In Bahrain, authorities unleashed a brutal attack on sleeping protesters in Manama’s Pearl Square, using live rounds and tear-gas canisters, killing two and injuring more than four dozen, including children.

In Sana’a, Yemen, protesters demanding the immediate resignation of President Ali Abdullah Saleh have been energized by the attacks on them, making them more resolute to remove Saleh, who has been in power for 32 years, and had previously announced that he would not run again when his term ended in 2013. On February 23, seven members of parliament resigned in protest of the government’s violence against the demonstrators.

Currently in Iraq, protesters are taking to the streets in cities across the country to protest the lack of leadership and action, and continued corruption in the government. They want this parliament thrown out and an actual democratic election to follow – one with leaders they can hold accountable, and whom they can believe have their best interests at heart. Several large protests are planned, despite numerous deaths and injuries at previous protests.

In Iran, despite government-voiced support for the Egyptian and Tunisian uprisings, days after Mubarak’s ousting, protesters in Tehran’s Enghelab (Revolution) Square were fired upon by police, and motorcycle police were reported to be chasing protesters through the streets. Later, the announcement of further protests caused the government to shut down phone service. President Mahmoud Ahmadinejad had even taken credit for the peaceful protests in Egypt, claiming the Egyptians were taking their inspiration from the 2009 demonstrations in Tehran. Demonstrators at that time were protesting what they believed was a corrupted election, leaving him in power. The activists were met with violence during the demonstrations and even imprisonment and torture after they had left, as police would go into their homes to arrest them.

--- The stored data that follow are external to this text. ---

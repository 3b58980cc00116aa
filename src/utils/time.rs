//! Time parsing and formatting utilities for dlna-explorer
//!
//! This module provides functions for parsing the time strings used by DLNA
//! devices and DIDL-Lite documents, and for rendering positions back into them.

use std::time::Duration;

/// Converts time string to milliseconds
///
/// Supports two formats:
/// - H+:MM:SS[.F+] (for DLNA position info and DIDL-Lite durations)
/// - HH:MM:SS,mmm (for comma separated fractions some servers emit)
///
/// # Arguments
/// * `time_str` - Time string to convert
///
/// # Returns
/// Returns time in milliseconds, or 0 if parsing fails
pub fn time_str_to_milliseconds(time_str: &str) -> u64 {
    // Try HH:MM:SS format first (DLNA format)
    if let Ok(ms) = parse_dlna_time_format(time_str) {
        return ms;
    }

    // Try HH:MM:SS,mmm format
    if let Ok(ms) = parse_comma_time_format(time_str) {
        return ms;
    }

    // Return 0 if both formats fail
    0
}

/// Parses DLNA time format (HH:MM:SS or HH:MM:SS.mmm)
fn parse_dlna_time_format(time_str: &str) -> Result<u64, ()> {
    let parts: Vec<&str> = time_str.split(':').collect();
    if parts.len() != 3 {
        return Err(());
    }

    let hours: u64 = parts[0].parse().map_err(|_| ())?;
    let minutes: u64 = parts[1].parse().map_err(|_| ())?;

    // Handle seconds with optional decimal part
    let seconds: f64 = parts[2].parse().map_err(|_| ())?;

    Ok((((hours as f64) * 3600.0 + (minutes as f64) * 60.0 + seconds) * 1000.0) as u64)
}

/// Parses comma separated time format (HH:MM:SS,mmm)
fn parse_comma_time_format(time_str: &str) -> Result<u64, ()> {
    let parts: Vec<&str> = time_str.split(&[',', ':']).collect();
    if parts.len() != 4 {
        return Err(());
    }

    let hours: u64 = parts[0].parse().map_err(|_| ())?;
    let minutes: u64 = parts[1].parse().map_err(|_| ())?;
    let seconds: u64 = parts[2].parse().map_err(|_| ())?;
    let milliseconds: u64 = parts[3].parse().map_err(|_| ())?;

    Ok(hours * 3600000 + minutes * 60000 + seconds * 1000 + milliseconds)
}

/// Formats a position as `H:MM:SS`, the way progress is displayed
pub fn format_time_text(position: Duration) -> String {
    let total = position.as_secs();
    format!("{}:{:02}:{:02}", total / 3600, (total / 60) % 60, total % 60)
}

/// Formats a position as the `HH:MM:SS` target of an AVTransport `Seek`
pub fn format_dlna_time(position: Duration) -> String {
    let total = position.as_secs();
    format!("{:02}:{:02}:{:02}", total / 3600, (total / 60) % 60, total % 60)
}

#[cfg(test)]
mod tests {
    use super::*;

    #[test]
    fn test_time_str_to_milliseconds_dlna_format() {
        assert_eq!(time_str_to_milliseconds("01:30:45"), 5445000);
        assert_eq!(time_str_to_milliseconds("00:00:30"), 30000);
        assert_eq!(time_str_to_milliseconds("02:15:30.5"), 8130500);
    }

    #[test]
    fn test_time_str_to_milliseconds_comma_format() {
        assert_eq!(time_str_to_milliseconds("01:30:45,123"), 5445123);
        assert_eq!(time_str_to_milliseconds("00:00:30,000"), 30000);
    }

    #[test]
    fn test_time_str_to_milliseconds_invalid() {
        assert_eq!(time_str_to_milliseconds("invalid"), 0);
        assert_eq!(time_str_to_milliseconds("1:2"), 0);
        assert_eq!(time_str_to_milliseconds("NOT_IMPLEMENTED"), 0);
    }

    #[test]
    fn test_format_time_text() {
        assert_eq!(format_time_text(Duration::ZERO), "0:00:00");
        assert_eq!(format_time_text(Duration::from_millis(3_725_999)), "1:02:05");
    }

    #[test]
    fn test_format_dlna_time() {
        assert_eq!(format_dlna_time(Duration::from_secs(65)), "00:01:05");
        assert_eq!(
            time_str_to_milliseconds(&format_dlna_time(Duration::from_secs(4000))),
            4_000_000
        );
    }
}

This year’s widespread protests have been compared to the Eastern European revolutions of 1989/90, but it remains to be seen where these uprisings will lead. Despite the seeming victories of the activism in Tunisia and Egypt, and the resoluteness of the protesters across the Middle East, there is an aftermath that has to be dealt with – holding elections whose outcomes citizens feel they can trust; building an economy based on a new form of government; and electing a government that can help a country hold its own in a changing national landscape and foreign policy. But for those who are putting themselves in the way of danger or even death to make a change, these new problems are far more desirable than one more day with the old ones.